> [Problem] Identify all lines in the listing that include the word "templates", and copy them out.

+++

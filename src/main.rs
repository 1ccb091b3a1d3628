use std::sync::Arc;
use tracing_subscriber::{layer::SubscriberExt, util::SubscriberInitExt};

use clinic_core::VitalsService;
use clinic_core::config::config_from_lookup;

/// Main entry point for the clinic backend
///
/// Resolves the configuration once, then serves the vitals REST API until Ctrl-C.
///
/// # Environment Variables
/// - `CLINIC_REST_ADDR`: REST server address (default: "0.0.0.0:3000")
/// - `OPENEHR_BASE_URL`: openEHR REST base (default: the bootcamp EHRbase server)
/// - `VITALS_TEMPLATE_ID`: default vitals template (default: "jitendra.choudhary.vitals.v1")
/// - `OPENEHR_TIMEOUT_SECS`: request deadline in seconds, unset or 0 for none
/// - `OPENEHR_USERNAME` / `OPENEHR_PASSWORD`: optional basic auth
/// - `VITALS_CACHE_READS`: cache vitals histories per EHR and template
/// - `VITALS_QUERY_SHAPE`: history row layout, `composition` (default) or `projection`
/// - `CLINIC_TEMPLATE_DIR`: directory of local web templates
///
/// # Returns
/// * `Ok(())` - If the server shuts down cleanly
/// * `Err(anyhow::Error)` - If configuration, binding or serving fails
#[tokio::main]
async fn main() -> anyhow::Result<()> {
    dotenvy::dotenv().ok();

    tracing_subscriber::registry()
        .with(
            tracing_subscriber::EnvFilter::from_default_env()
                .add_directive("clinic_run=info".parse()?)
                .add_directive("clinic_core=info".parse()?)
                .add_directive("api_rest=info".parse()?),
        )
        .with(tracing_subscriber::fmt::layer())
        .init();

    let rest_addr = std::env::var("CLINIC_REST_ADDR").unwrap_or_else(|_| "0.0.0.0:3000".into());

    let cfg = Arc::new(config_from_lookup(|name| std::env::var(name).ok())?);
    let service = VitalsService::new(cfg.clone())?;
    tracing::info!(
        base_url = %cfg.base_url(),
        template_id = %cfg.template_id(),
        local_templates = service.templates().local_templates().len(),
        "++ Starting clinic REST on {}",
        rest_addr
    );

    let listener = tokio::net::TcpListener::bind(&rest_addr).await?;
    axum::serve(listener, api_rest::router(service))
        .with_graceful_shutdown(async {
            tokio::signal::ctrl_c().await.ok();
            tracing::info!("-- Shutting down");
        })
        .await?;

    Ok(())
}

+++

> [Solution]
/// - `CLINIC_TEMPLATE_DIR`: directory of local web templates
        local_templates = service.templates().local_templates().len(),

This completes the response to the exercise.